Lines outside the range are not wanted. Give again exactly the lines between the line holding "pub fn from_domains<I, S>(domains: I)" and the line holding "passes the check).", inclusive, from the listing below.
═════ Input data
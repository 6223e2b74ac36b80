use std::collections::HashSet;

/// Known disposable/temporary-mail providers shipped with the service.
///
/// Exact-match lookups only; no wildcard or subdomain logic.
const BUILTIN_DISPOSABLE_DOMAINS: &[&str] = &[
    "0-00.usa.cc",
    "10minutemail.com",
    "20minutemail.com",
    "33mail.com",
    "anonbox.net",
    "burnermail.io",
    "deadaddress.com",
    "discard.email",
    "dispostable.com",
    "emailondeck.com",
    "fakeinbox.com",
    "getnada.com",
    "grr.la",
    "guerrillamail.biz",
    "guerrillamail.com",
    "guerrillamail.net",
    "guerrillamail.org",
    "inboxkitten.com",
    "mailcatch.com",
    "maildrop.cc",
    "mailexpire.com",
    "mailinator.com",
    "mailnesia.com",
    "mailsac.com",
    "mintemail.com",
    "moakt.com",
    "mohmal.com",
    "mytemp.email",
    "pokemail.net",
    "sharklasers.com",
    "spam4.me",
    "spambog.com",
    "spamgourmet.com",
    "temp-mail.org",
    "tempinbox.com",
    "tempmail.com",
    "tempr.email",
    "throwawaymail.com",
    "trashmail.com",
    "yopmail.com",
];

/// Read-only denylist of disposable email domains.
///
/// The set is injectable so test suites can substitute fixture domains; the
/// service default is [`DisposableDomains::builtin`]. Lookups expect the
/// normalized (trimmed, lowercased) address used everywhere else in the
/// pipeline.
#[derive(Debug, Clone)]
pub struct DisposableDomains {
    domains: HashSet<String>,
}

impl DisposableDomains {
    /// The built-in denylist of known disposable providers.
    pub fn builtin() -> Self {
        Self::from_domains(BUILTIN_DISPOSABLE_DOMAINS.iter().copied())
    }

    /// A denylist from arbitrary domains (already lowercase or not).
    pub fn from_domains<I, S>(domains: I) -> Self
    where
        I: IntoIterator<Item = S>,
        S: AsRef<str>,
    {
        Self {
            domains: domains
                .into_iter()
                .map(|d| d.as_ref().to_lowercase())
                .collect(),
        }
    }

    /// An empty denylist (every address passes the check).
    pub fn empty() -> Self {
        Self {
            domains: HashSet::new(),
        }
    }

    /// Whether the address's domain is on the denylist.
    ///
    /// Fails closed on malformed input: an address without exactly one `@`
    /// has no domain to look up and is treated as not disposable.
    pub fn is_disposable(&self, email: &str) -> bool {
        match domain_of(email) {
            Some(domain) => self.domains.contains(domain),
            None => false,
        }
    }

    pub fn len(&self) -> usize {
        self.domains.len()
    }

    pub fn is_empty(&self) -> bool {
        self.domains.is_empty()
    }
}

impl Default for DisposableDomains {
    fn default() -> Self {
        Self::builtin()
    }
}

/// The domain of an address containing exactly one `@`, or `None`.
pub fn domain_of(email: &str) -> Option<&str> {
    let mut parts = email.split('@');
    match (parts.next(), parts.next(), parts.next()) {
        (Some(_), Some(domain), None) => Some(domain),
        _ => None,
    }
}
══════════
* [Answer to the exercise]:
    pub fn from_domains<I, S>(domains: I) -> Self
    where
        I: IntoIterator<Item = S>,
        S: AsRef<str>,
    {
        Self {
            domains: domains
                .into_iter()
                .map(|d| d.as_ref().to_lowercase())
                .collect(),
        }
    }

    /// An empty denylist (every address passes the check).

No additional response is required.